A former Royal Marine is embroiled in a High Court damages fight with the Ministry of Defence after complaining about “noise-induced hearing loss”.
James Barry, 34, of Nottingham, has told a judge that his “hearing loss and tinnitus” were caused by his “exposure to noise during his service in the Royal Marines” between 2013 and 2017.
Lawyers representing the Ministry of Defence (MoD) have outlined “allegations of contributory negligence”.
Mr Justice Johnson is considering evidence at a High Court trial in London.
Harry Steinberg KC, who is leading Mr Barry’s legal team, outlined details of the claim in a written argument given to the judge.
He said Mr Barry had noticed a hearing problem after returning from an exercise in the United States in 2014.
“The claimant seeks damages for noise-induced hearing loss and tinnitus caused by his exposure to noise during his service in the Royal Marines,” said Mr Steinberg.
“The claimant first noticed a problem with his hearing following his return from the Black Alligator Exercise in the United States which took place between August and October 2014 for a period of about two and a half months.”
He added: “The claimant describes exercises during basic training where hearing protection was not worn (and could not be worn) at all.”
Mr Steinberg said the MoD had “admitted primary liability”.

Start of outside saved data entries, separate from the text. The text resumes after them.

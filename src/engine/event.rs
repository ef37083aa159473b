use indexmap::IndexMap;
use serde::{Deserialize, Serialize};

use crate::irrigation::IrrigationState;
use crate::net::Weight;

/// 库所 id → token 数，按网中顺序。
pub type MarkingSnapshot = IndexMap<String, Weight>;

/// 状态变化通知。由引擎排队，待产生它们的修改完成后由所有者发布。
#[derive(Debug, Clone, PartialEq, Eq, Serialize, Deserialize)]
#[serde(tag = "kind", rename_all = "camelCase")]
pub enum EngineEvent {
    Fired { transition: String, delayed: bool },
    #[serde(rename_all = "camelCase")]
    Scheduled { transition: String, after_ms: u64 },
    /// 延迟发生时变迁不可发生，该分区的级联就此停止。
    Stalled { transition: String },
    StateChanged,
    Reset { zones: usize },
    TimersCancelled { count: usize },
}

/// 观察者渲染所需内容的只读副本。
#[derive(Debug, Clone, PartialEq, Eq, Serialize, Deserialize)]
#[serde(rename_all = "camelCase")]
pub struct EngineSnapshot {
    pub revision: u64,
    pub marking: MarkingSnapshot,
    pub enabled: Vec<String>,
    pub state: IrrigationState,
    pub pending_timers: usize,
}
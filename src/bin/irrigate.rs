use std::time::Duration;

use anyhow::{Context, Result, anyhow};
use tokio::sync::broadcast::error::RecvError;

use irrigation_pn::net::io;
use irrigation_pn::options::{Command, Options, OutputFormat};
use irrigation_pn::{Controller, Engine, EngineConfig, Session, StateUpdate};

const DEFAULT_CONFIG: &str = "irrigate.toml";

#[tokio::main]
async fn main() -> Result<()> {
    irrigation_pn::init_logger();

    let args: Vec<String> = std::env::args().skip(1).collect();
    let env_flags = std::env::var("IRRIGATE_FLAGS").unwrap_or_default();
    let options = match Options::parse_with_env(&env_flags, &args) {
        Ok(options) => options,
        Err(err) => match err.downcast_ref::<clap::Error>() {
            Some(clap_err) => clap_err.exit(),
            None => return Err(anyhow!("{err}")),
        },
    };
    log::debug!("irrigate options: {:?}", options);

    let mut config = EngineConfig::load_from_file(
        options
            .config
            .clone()
            .unwrap_or_else(|| DEFAULT_CONFIG.into()),
    )?;
    if let Some(zones) = options.zones {
        config.zones = zones;
    }

    match options.command {
        Command::Export { output, controller } => {
            let document = if controller {
                Controller::new(config.controller_tank)?.export_document()
            } else {
                Engine::new(config)?.export_document()
            };
            match output {
                Some(path) => {
                    io::write_string(&path, &document)
                        .with_context(|| format!("Failed to write {}", path.display()))?;
                    log::info!("PNML written to {}", path.display());
                }
                None => println!("{document}"),
            }
        }
        Command::Marking { format } => {
            let marking = Engine::new(config)?.marking_snapshot();
            let rendered = match format {
                OutputFormat::Json => io::to_json_string(&marking)?,
                OutputFormat::Ron => io::to_ron_string(&marking)?,
            };
            println!("{rendered}");
        }
        Command::Simulate {
            duration,
            time_unit_ms,
            auto_mode,
        } => {
            if let Some(unit) = time_unit_ms {
                config.timing.time_unit_ms = unit;
            }
            config.validate()?;
            simulate(config, duration, auto_mode).await?;
        }
        Command::Controller { transitions, steps } => {
            run_controller(config.controller_tank, &transitions, steps)?;
        }
        _ => return Err(anyhow!("unsupported command")),
    }
    Ok(())
}

async fn simulate(config: EngineConfig, duration: u64, auto_mode: bool) -> Result<()> {
    let run_for = Duration::from_millis(config.timing.time_unit_ms.saturating_mul(duration));
    let (handle, task) = Session::spawn(Engine::new(config)?);
    let mut events = handle.subscribe();

    if auto_mode {
        handle.update_state(StateUpdate::auto_mode(true)).await?;
    }
    let started = handle.start_all_pumps().await?;
    println!("started {started} pumps");

    let stop = tokio::time::sleep(run_for);
    tokio::pin!(stop);
    loop {
        tokio::select! {
            _ = &mut stop => break,
            event = events.recv() => match event {
                Ok(event) => println!("{}", serde_json::to_string(&event)?),
                Err(RecvError::Lagged(missed)) => log::warn!("missed {} events", missed),
                Err(RecvError::Closed) => break,
            },
        }
    }

    handle.shutdown().await?;
    let engine = task.await.context("session task failed")?;
    println!("{}", io::to_json_string(&engine.marking_snapshot())?);
    Ok(())
}

fn run_controller(tank: u64, transitions: &[String], steps: Option<usize>) -> Result<()> {
    let mut controller = Controller::new(tank)?;
    match steps {
        Some(steps) => {
            for _ in 0..steps {
                match controller.step() {
                    Ok(Some((transition, marking))) => {
                        println!("{transition}: {}", serde_json::to_string(&marking)?)
                    }
                    Ok(None) => {
                        println!("nothing left to do");
                        break;
                    }
                    Err(err) => {
                        println!("refused: {err}");
                        break;
                    }
                }
            }
        }
        None => {
            for name in transitions {
                match controller.apply_transition(name) {
                    Ok(marking) => println!("{name}: {}", serde_json::to_string(&marking)?),
                    Err(err) => println!("{name}: refused: {err}"),
                }
            }
        }
    }
    println!("{}", io::to_json_string(&controller.marking())?);
    Ok(())
}
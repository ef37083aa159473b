//! 引擎外部状态：与库所 token 互为镜像的领域字段。
use serde::{Deserialize, Serialize};

use crate::net::Weight;

#[derive(Debug, Clone, PartialEq, Eq, Serialize, Deserialize)]
#[serde(rename_all = "camelCase")]
pub struct IrrigationState {
    pub zones: usize,
    pub reservoir_level: Weight,
    pub emergency: bool,
    pub soil_dry: Vec<bool>,
    pub auto_mode: bool,
}

impl IrrigationState {
    pub fn new(zones: usize, reservoir_level: Weight) -> Self {
        Self {
            zones,
            reservoir_level,
            emergency: false,
            soil_dry: vec![false; zones],
            auto_mode: false,
        }
    }

    pub fn is_soil_dry(&self, zone: usize) -> bool {
        self.soil_dry.get(zone).copied().unwrap_or(false)
    }

    /// Merges the fields present in `update`. Returns `true` if anything changed.
    pub fn merge(&mut self, update: StateUpdate) -> bool {
        let before = self.clone();
        if let Some(level) = update.reservoir_level {
            self.reservoir_level = level;
        }
        if let Some(emergency) = update.emergency {
            self.emergency = emergency;
        }
        if let Some(mut soil_dry) = update.soil_dry {
            soil_dry.resize(self.zones, false);
            self.soil_dry = soil_dry;
        }
        if let Some(auto_mode) = update.auto_mode {
            self.auto_mode = auto_mode;
        }
        *self != before
    }
}

/// Partial update of [`IrrigationState`]; absent fields are left untouched.
///
/// The zone count is not part of it: changing zones rebuilds the net.
#[derive(Debug, Clone, Default, PartialEq, Eq, Serialize, Deserialize)]
#[serde(rename_all = "camelCase", default)]
pub struct StateUpdate {
    pub reservoir_level: Option<Weight>,
    pub emergency: Option<bool>,
    pub soil_dry: Option<Vec<bool>>,
    pub auto_mode: Option<bool>,
}

impl StateUpdate {
    pub fn reservoir_level(level: Weight) -> Self {
        Self {
            reservoir_level: Some(level),
            ..Self::default()
        }
    }

    pub fn emergency(on: bool) -> Self {
        Self {
            emergency: Some(on),
            ..Self::default()
        }
    }

    pub fn auto_mode(on: bool) -> Self {
        Self {
            auto_mode: Some(on),
            ..Self::default()
        }
    }
}
//! I/O 支持：JSON、RON 快照渲染以及 PNML 导出。
use std::fs;
use std::path::Path;

use ron::ser::PrettyConfig;
use serde::{Serialize, de::DeserializeOwned};
use thiserror::Error;

#[derive(Debug, Error)]
pub enum IoError {
    #[error("json error: {0}")]
    Json(#[from] serde_json::Error),
    #[error("ron error: {0}")]
    Ron(#[from] ron::Error),
    #[error("io error: {0}")]
    Io(#[from] std::io::Error),
}

pub fn to_json_string<T>(value: &T) -> Result<String, IoError>
where
    T: Serialize,
{
    Ok(serde_json::to_string_pretty(value)?)
}

pub fn from_json_str<T>(s: &str) -> Result<T, IoError>
where
    T: DeserializeOwned,
{
    Ok(serde_json::from_str(s)?)
}

pub fn to_ron_string<T>(value: &T) -> Result<String, IoError>
where
    T: Serialize,
{
    let mut pretty = PrettyConfig::default();
    pretty.new_line = "\n".into();
    Ok(ron::ser::to_string_pretty(value, pretty)?)
}

pub fn write_string<P: AsRef<Path>>(path: P, content: &str) -> Result<(), IoError> {
    if let Some(parent) = path.as_ref().parent() {
        if !parent.as_os_str().is_empty() {
            fs::create_dir_all(parent)?;
        }
    }
    fs::write(path, content)?;
    Ok(())
}

pub mod pnml {
    use std::fmt::Write as FmtWrite;

    use crate::net::core::Net;
    use crate::net::structure::Marking;

    /// 将网结构与当前标识写成 PNML 文档。
    ///
    /// `initialMarking` carries the *current* token count so that re-importing
    /// the document restores the state at export time. Nothing is validated.
    pub fn export_pnml(net: &Net, marking: &Marking) -> String {
        let mut doc = String::new();
        let _ = writeln!(&mut doc, r#"<?xml version="1.0" encoding="UTF-8"?>"#);
        let _ = writeln!(&mut doc, "<pnml>");
        let _ = writeln!(
            &mut doc,
            r#"  <net id="{}" type="P/T net">"#,
            escape_xml(&net.id)
        );
        let _ = writeln!(
            &mut doc,
            "    <name>\n      <text>{}</text>\n    </name>",
            escape_xml(&net.name)
        );

        for (place_id, place) in net.places() {
            let _ = writeln!(&mut doc, r#"    <place id="{}">"#, escape_xml(&place.id));
            let _ = writeln!(
                &mut doc,
                "      <name>\n        <text>{}</text>\n      </name>",
                escape_xml(&place.name)
            );
            let _ = writeln!(
                &mut doc,
                "      <initialMarking>\n        <text>{}</text>\n      </initialMarking>",
                marking.tokens(place_id)
            );
            let _ = writeln!(
                &mut doc,
                "      <graphics>\n        <position x=\"{}\" y=\"{}\"/>\n      </graphics>",
                place.position.x, place.position.y
            );
            let _ = writeln!(&mut doc, "    </place>");
        }

        for (_, transition) in net.transitions() {
            let _ = writeln!(
                &mut doc,
                r#"    <transition id="{}">"#,
                escape_xml(&transition.id)
            );
            let _ = writeln!(
                &mut doc,
                "      <name>\n        <text>{}</text>\n      </name>",
                escape_xml(&transition.name)
            );
            let _ = writeln!(
                &mut doc,
                "      <graphics>\n        <position x=\"{}\" y=\"{}\"/>\n      </graphics>",
                transition.position.x, transition.position.y
            );
            let _ = writeln!(&mut doc, "    </transition>");
        }

        for (_, arc) in net.arcs() {
            let _ = writeln!(
                &mut doc,
                r#"    <arc id="{}" source="{}" target="{}">"#,
                escape_xml(&arc.id),
                escape_xml(&arc.source),
                escape_xml(&arc.target)
            );
            let _ = writeln!(
                &mut doc,
                "      <inscription>\n        <text>{}</text>\n      </inscription>",
                arc.weight
            );
            let _ = writeln!(
                &mut doc,
                "      <type>\n        <text>{}</text>\n      </type>",
                arc.kind
            );
            let _ = writeln!(&mut doc, "    </arc>");
        }

        let _ = writeln!(&mut doc, "  </net>");
        let _ = write!(&mut doc, "</pnml>");
        doc
    }

    fn escape_xml(input: &str) -> String {
        let mut escaped = String::with_capacity(input.len());
        for ch in input.chars() {
            match ch {
                '&' => escaped.push_str("&amp;"),
                '<' => escaped.push_str("&lt;"),
                '>' => escaped.push_str("&gt;"),
                '"' => escaped.push_str("&quot;"),
                '\'' => escaped.push_str("&apos;"),
                _ => escaped.push(ch),
            }
        }
        escaped
    }

}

He said the judge would have to consider a number of “core issues”: whether, and to what extent, Mr Barry was “contributorily negligent”; the “ongoing effect” of the noise-induced hearing loss and tinnitus; Mr Barry’s “likely career path and length of service” but for his “noise-induced hearing loss and tinnitus”; and whether or not Mr Barry was “disabled”.
Mr Steinberg said the case gave rise to “some issues” relevant to other “noise-induced hearing loss” claims being pursued against the MoD.

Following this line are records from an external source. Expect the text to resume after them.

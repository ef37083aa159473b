#![warn(non_snake_case)]

pub mod config;
pub mod controller;
pub mod engine;
pub mod irrigation;
pub mod net;
pub mod options;
pub mod session;
pub mod web;

pub use config::EngineConfig;
pub use controller::{Controller, ControllerMarking, DomainTransition, GuardError};
pub use engine::{Engine, EngineError, EngineEvent, EngineSnapshot, MarkingSnapshot};
pub use irrigation::{IrrigationState, StateUpdate};
pub use session::{Applied, Session, SessionError, SessionHandle};

/// Environment variable selecting the log filter, e.g. `IRRIGATE_LOG=debug`.
pub const LOG_ENV: &str = "IRRIGATE_LOG";

/// Installs `env_logger` when `IRRIGATE_LOG` is set; logging stays off otherwise.
pub fn init_logger() {
    if std::env::var(LOG_ENV).is_ok() {
        let e = env_logger::Env::new()
            .filter(LOG_ENV)
            .write_style("IRRIGATE_LOG_STYLE");
        env_logger::init_from_env(e);
    }
}
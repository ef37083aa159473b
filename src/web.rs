//! HTTP 接口：控制器仿真、引擎操作与 PNML 导出。
use std::sync::Arc;

use axum::{
    Json, Router,
    extract::State,
    http::{StatusCode, header},
    response::IntoResponse,
    routing::{get, post},
};
use serde::Deserialize;
use serde_json::{Value, json};
use tokio::sync::Mutex;

use crate::controller::Controller;
use crate::engine::EngineSnapshot;
use crate::irrigation::StateUpdate;
use crate::session::{SessionError, SessionHandle};

pub const PNML_FILE_NAME: &str = "irrigation-petri-net.pnml";

#[derive(Clone)]
pub struct AppState {
    pub session: SessionHandle,
    pub controller: Arc<Mutex<Controller>>,
}

impl AppState {
    pub fn new(session: SessionHandle, controller: Controller) -> Self {
        Self {
            session,
            controller: Arc::new(Mutex::new(controller)),
        }
    }
}

pub fn router(state: AppState) -> Router {
    Router::new()
        .route(
            "/api/petri-simulation",
            get(controller_marking_handler).post(controller_fire_handler),
        )
        .route("/api/net", get(snapshot_handler))
        .route("/api/net/fire", post(fire_handler))
        .route("/api/net/fire-all", post(fire_all_handler))
        .route("/api/net/start-all-pumps", post(start_all_pumps_handler))
        .route("/api/net/state", post(update_state_handler))
        .route("/api/export-pnml", get(export_pnml_handler))
        .with_state(state)
}

#[derive(Debug, Default, Deserialize)]
pub struct FireRequest {
    #[serde(default)]
    pub transition: Option<String>,
}

fn handle_error(err: SessionError) -> (StatusCode, String) {
    (
        StatusCode::SERVICE_UNAVAILABLE,
        format!("Something went wrong: {err}"),
    )
}

fn bad_request(error: impl Into<String>) -> (StatusCode, Json<Value>) {
    (
        StatusCode::BAD_REQUEST,
        Json(json!({ "ok": false, "error": error.into() })),
    )
}

pub async fn controller_marking_handler(State(state): State<AppState>) -> Json<Value> {
    let controller = state.controller.lock().await;
    Json(json!({ "marking": controller.marking() }))
}

pub async fn controller_fire_handler(
    State(state): State<AppState>,
    Json(request): Json<FireRequest>,
) -> (StatusCode, Json<Value>) {
    let Some(transition) = request.transition.filter(|t| !t.is_empty()) else {
        return bad_request("Transition is required");
    };
    let mut controller = state.controller.lock().await;
    match controller.apply_transition(&transition) {
        Ok(marking) => (
            StatusCode::OK,
            Json(json!({ "ok": true, "marking": marking })),
        ),
        Err(err) => {
            log::debug!("controller refused `{}`: {}", transition, err);
            bad_request(err.to_string())
        }
    }
}

pub async fn snapshot_handler(
    State(state): State<AppState>,
) -> Result<Json<EngineSnapshot>, (StatusCode, String)> {
    state.session.snapshot().await.map(Json).map_err(handle_error)
}

pub async fn fire_handler(
    State(state): State<AppState>,
    Json(request): Json<FireRequest>,
) -> Result<Json<Value>, (StatusCode, String)> {
    let Some(transition) = request.transition else {
        return Err((StatusCode::BAD_REQUEST, "Transition is required".into()));
    };
    let applied = state
        .session
        .fire_with_snapshot(transition)
        .await
        .map_err(handle_error)?;
    Ok(Json(json!({ "fired": applied.value, "snapshot": applied.snapshot })))
}

pub async fn fire_all_handler(
    State(state): State<AppState>,
) -> Result<Json<Value>, (StatusCode, String)> {
    let applied = state
        .session
        .fire_all_with_snapshot()
        .await
        .map_err(handle_error)?;
    Ok(Json(json!({ "fired": applied.value, "snapshot": applied.snapshot })))
}

pub async fn start_all_pumps_handler(
    State(state): State<AppState>,
) -> Result<Json<Value>, (StatusCode, String)> {
    let applied = state
        .session
        .start_all_pumps_with_snapshot()
        .await
        .map_err(handle_error)?;
    Ok(Json(json!({ "started": applied.value, "snapshot": applied.snapshot })))
}

pub async fn update_state_handler(
    State(state): State<AppState>,
    Json(update): Json<StateUpdate>,
) -> Result<Json<EngineSnapshot>, (StatusCode, String)> {
    state
        .session
        .update_state(update)
        .await
        .map(Json)
        .map_err(handle_error)
}

pub async fn export_pnml_handler(
    State(state): State<AppState>,
) -> Result<impl IntoResponse, (StatusCode, String)> {
    let document = state
        .session
        .export_document()
        .await
        .map_err(handle_error)?;
    Ok((
        [
            (header::CONTENT_TYPE, "application/xml".to_string()),
            (
                header::CONTENT_DISPOSITION,
                format!("attachment; filename=\"{PNML_FILE_NAME}\""),
            ),
        ],
        document,
    ))
}

#[cfg(test)]
mod tests {
    use super::*;
    use crate::config::EngineConfig;
    use crate::engine::Engine;
    use crate::irrigation;
    use crate::session::Session;

    fn app_state() -> AppState {
        let engine = Engine::new(EngineConfig::default()).unwrap();
        let (session, _task) = Session::spawn(engine);
        AppState::new(session, Controller::new(2).unwrap())
    }

    fn fire_request(transition: &str) -> Json<FireRequest> {
        Json(FireRequest {
            transition: Some(transition.to_string()),
        })
    }

    #[tokio::test]
    async fn controller_route_reports_guard_errors() {
        let state = app_state();
        let (status, Json(body)) =
            controller_fire_handler(State(state.clone()), fire_request("t_startPump")).await;
        assert_eq!(status, StatusCode::OK);
        assert_eq!(body["ok"], true);
        assert_eq!(body["marking"]["pumpBusy"], 1);

        let (status, Json(body)) =
            controller_fire_handler(State(state.clone()), fire_request("t_irrig2")).await;
        assert_eq!(status, StatusCode::BAD_REQUEST);
        assert_eq!(body["ok"], false);
        assert_eq!(body["error"], "not zone 2's turn");

        let (status, Json(body)) =
            controller_fire_handler(State(state), Json(FireRequest::default())).await;
        assert_eq!(status, StatusCode::BAD_REQUEST);
        assert_eq!(body["error"], "Transition is required");
    }

    #[tokio::test]
    async fn engine_routes_go_through_the_session() {
        let state = app_state();
        let Json(snapshot) = update_state_handler(
            State(state.clone()),
            Json(StateUpdate {
                soil_dry: Some(vec![true]),
                ..StateUpdate::default()
            }),
        )
        .await
        .unwrap();
        assert_eq!(snapshot.enabled, vec![irrigation::start_pump(0)]);

        let Json(body) = fire_handler(State(state.clone()), fire_request(&irrigation::start_pump(0)))
            .await
            .unwrap();
        assert_eq!(body["fired"], true);
        assert_eq!(body["snapshot"]["marking"]["reservoir"], 40);

        assert_eq!(body["snapshot"]["marking"]["pump_on_0"], 1);
        assert_eq!(body["snapshot"]["revision"], 2);

        // irrigate_0 要等自己的定时器，批量发生无事可做
        let Json(body) = fire_all_handler(State(state.clone())).await.unwrap();
        assert_eq!(body["fired"], 0);
        assert_eq!(body["snapshot"]["marking"]["watering_0"], 0);
        assert_eq!(body["snapshot"]["pendingTimers"], 1);

        // 强制置干与启动都反映在返回的快照中
        let Json(body) = start_all_pumps_handler(State(state)).await.unwrap();
        assert_eq!(body["started"], 1);
        assert_eq!(body["snapshot"]["revision"], 4);
        assert_eq!(body["snapshot"]["marking"]["reservoir"], 30);
        assert_eq!(body["snapshot"]["pendingTimers"], 2);
    }
}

“The claimant’s evidence is that he was provided with both foam ear plugs and earmuffs,” he said.
“The defendant is critical of the claimant’s practice of not wearing a foam ear plug in his left ear beneath his personal role radio headset and of his failure to re-insert ear plugs, which routinely fell out.”
Lawyers representing Mr Barry said outside court that he was claiming about £1.5 million in total – and the MoD was arguing that the figure should be about £250,000.

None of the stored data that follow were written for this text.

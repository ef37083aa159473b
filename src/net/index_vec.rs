//! 以强类型标识符寻址的顺序容器，标识串、enabled 缓存与弧表共用。
use std::fmt;
use std::marker::PhantomData;
use std::ops::{Index, IndexMut};

use serde::{Deserialize, Deserializer, Serialize, Serializer};

/// Identifier types usable as an [`IndexVec`] key.
pub trait Idx: Copy + Eq + Ord + fmt::Debug {
    fn index(self) -> usize;
    fn from_usize(idx: usize) -> Self;
}

/// A `Vec<T>` that can only be indexed by `I`.
#[derive(Clone, PartialEq, Eq, Hash)]
pub struct IndexVec<I, T> {
    raw: Vec<T>,
    _marker: PhantomData<fn(I)>,
}

impl<I: Idx, T> IndexVec<I, T> {
    pub fn new() -> Self {
        Self::from_vec(Vec::new())
    }

    pub fn from_vec(raw: Vec<T>) -> Self {
        Self {
            raw,
            _marker: PhantomData,
        }
    }

    pub fn from_elem(value: T, len: usize) -> Self
    where
        T: Clone,
    {
        Self::from_vec(vec![value; len])
    }

    pub fn push(&mut self, value: T) -> I {
        let idx = I::from_usize(self.raw.len());
        self.raw.push(value);
        idx
    }

    pub fn len(&self) -> usize {
        self.raw.len()
    }

    pub fn is_empty(&self) -> bool {
        self.raw.is_empty()
    }

    pub fn indices(&self) -> impl Iterator<Item = I> + use<I, T> {
        (0..self.raw.len()).map(I::from_usize)
    }

    pub fn iter(&self) -> std::slice::Iter<'_, T> {
        self.raw.iter()
    }

    pub fn iter_enumerated(&self) -> impl Iterator<Item = (I, &T)> {
        self.raw
            .iter()
            .enumerate()
            .map(|(idx, value)| (I::from_usize(idx), value))
    }

    pub fn iter_mut(&mut self) -> std::slice::IterMut<'_, T> {
        self.raw.iter_mut()
    }

    pub fn get(&self, index: I) -> Option<&T> {
        self.raw.get(index.index())
    }

    pub fn get_mut(&mut self, index: I) -> Option<&mut T> {
        self.raw.get_mut(index.index())
    }

    pub fn as_slice(&self) -> &[T] {
        &self.raw
    }
}

impl<I: Idx, T> Default for IndexVec<I, T> {
    fn default() -> Self {
        Self::new()
    }
}

impl<I: Idx, T: fmt::Debug> fmt::Debug for IndexVec<I, T> {
    fn fmt(&self, f: &mut fmt::Formatter<'_>) -> fmt::Result {
        f.debug_list().entries(self.raw.iter()).finish()
    }
}

impl<I: Idx, T> Index<I> for IndexVec<I, T> {
    type Output = T;

    fn index(&self, index: I) -> &T {
        &self.raw[index.index()]
    }
}

impl<I: Idx, T> IndexMut<I> for IndexVec<I, T> {
    fn index_mut(&mut self, index: I) -> &mut T {
        &mut self.raw[index.index()]
    }
}

impl<I: Idx, T> FromIterator<T> for IndexVec<I, T> {
    fn from_iter<It: IntoIterator<Item = T>>(iter: It) -> Self {
        Self::from_vec(iter.into_iter().collect())
    }
}

impl<I: Idx, T> From<Vec<T>> for IndexVec<I, T> {
    fn from(value: Vec<T>) -> Self {
        Self::from_vec(value)
    }
}

impl<I: Idx, T: Serialize> Serialize for IndexVec<I, T> {
    fn serialize<S: Serializer>(&self, serializer: S) -> Result<S::Ok, S::Error> {
        self.raw.serialize(serializer)
    }
}

impl<'de, I: Idx, T: Deserialize<'de>> Deserialize<'de> for IndexVec<I, T> {
    fn deserialize<D: Deserializer<'de>>(deserializer: D) -> Result<Self, D::Error> {
        Vec::<T>::deserialize(deserializer).map(Self::from_vec)
    }
}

Barrister Andrew Ward, who represented the MoD, told the judge in a written argument that Mr Barry had been medically discharged “for noise induced hearing loss”.
Mr Ward highlighted Mr Barry’s “practice” relating to the use of ear plugs.
He said “primary liability” was “admitted” but told the judge that the MoD “pursues the defence of contributory negligence”.
“The claimant’s usual practice during his service with the Royal Marines was not to wear yellow foam ear plugs in his left ear underneath his personal role radio,” said Mr Ward.
“The claimant’s practice was contrary to his training.”
Mr Ward added: “The claimant’s evidence is that his yellow foam ear plugs repeatedly fell out. If so, then he was also contributorily negligent in failing properly to insert them.”
He said Mr Barry had “worse hearing in his left ear than his right”, and went on: “The reality is that his unauthorised practice of failing to wear a yellow foam ear plug under his left ear when using his personal role radio has contributed to ‘the damage’ in terms of noise induced hearing loss and tinnitus.”
The hearing is due to end later this month.